Apesar da chuva persistente, o restaurante Agora, em Créteil, estava lotado na segunda-feira, 4 de maio. A poucos passos da faculdade de direito da Universidade Paris-Est Créteil, o restaurante universitário viu um fluxo constante de estudantes na hora do almoço, com seus casacos úmidos e carteirinhas de estudante em mãos. Os corredores se encheram rapidamente, as bandejas circularam e as cozinhas trabalharam sem parar.
Esta onda de calor repentina num ambiente encharcado não é nenhum mistério. Muitos resumem a sua presença com uma frase que diz tudo: "chuva e uma refeição a 1 euro". O preço, aplicado ao menu social, cai abruptamente de 3,30 euros para 1 euro nos restaurantes geridos pela rede Crous, e na Ágora, isto resultou em filas mais longas à hora das refeições.
Isso também representa uma mudança nacional, aqui materializada em meio a jaquetas e mochilas escolares. A refeição a €1, lançada em 2020 durante a crise sanitária, inicialmente focava em estudantes bolsistas e aqueles identificados como financeiramente vulneráveis. Sua implementação em larga escala coloca todos em pé de igualdade e é um evento significativo em uma comunidade estudantil francesa onde cada despesa é cuidadosamente considerada.
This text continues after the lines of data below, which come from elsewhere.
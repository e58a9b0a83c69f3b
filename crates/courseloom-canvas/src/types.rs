//! Canvas API payload types.

use courseloom_graph::FileRef;
use serde::{Deserialize, Serialize};

/// A file entry from `GET /courses/:id/files`.
#[derive(Debug, Clone, Serialize, Deserialize)]
pub struct CanvasFile {
    pub id: i64,
    pub display_name: String,
    /// Authenticated download URL.
    pub url: String,
    #[serde(default)]
    pub html_url: Option<String>,
}

impl CanvasFile {
    /// The catalog entry the graph builder consumes: the numeric id becomes
    /// the file node id, verbatim.
    pub fn to_file_ref(&self) -> FileRef {
        FileRef::new(self.id.to_string(), self.display_name.clone())
    }
}

#[cfg(test)]
mod tests {
    use super::*;

    #[test]
    fn test_file_ref_uses_stringified_id() {
        let file = CanvasFile {
            id: 101,
            display_name: "Chapter 3.pdf".into(),
            url: "https://canvas.example/files/101/download".into(),
            html_url: None,
        };
        let file_ref = file.to_file_ref();
        assert_eq!(file_ref.id, "101");
        assert_eq!(file_ref.display_name, "Chapter 3.pdf");
    }
}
Quando o recibo se torna motivo de discussão
Nas conversas informais, as pessoas falam menos sobre comida e mais sobre orçamentos. Os alertas de associações e organizações estudantis sobre a escassez de alimentos são recorrentes, e o aumento do custo de vida está longe de ser abstrato quando o aluguel já consome metade da renda. Um euro é simbólico, quase insignificante no papel, mas no dia a dia de um estudante, faz uma enorme diferença para conseguir pagar as contas.
O governo apresenta a medida como um estímulo ao poder de compra e uma proteção contra a insegurança financeira. Mas os mecanismos subjacentes permanecem obscuros, porque um preço baixo certamente atrairá mais pessoas, e a rede CROUS precisa lidar com o aumento da demanda, com cozinhas e refeitórios que não se expandem magicamente. Em Créteil, a Ágora oferece um exemplo concreto do que aguarda outras cidades universitárias: mais pessoas, mais pressão nos horários de pico e tempos de espera mais longos.
Uma nova rotina já está surgindo: a do restaurante universitário voltando a ser o ponto central do dia a dia do estudante, quase um ponto de encontro quando o tempo está ruim e o dinheiro está curto. A questão agora é como manter esse ritmo e preservar a qualidade sem transformar a hora do almoço em uma verdadeira corrida de obstáculos, à medida que a popularidade inicial aumenta.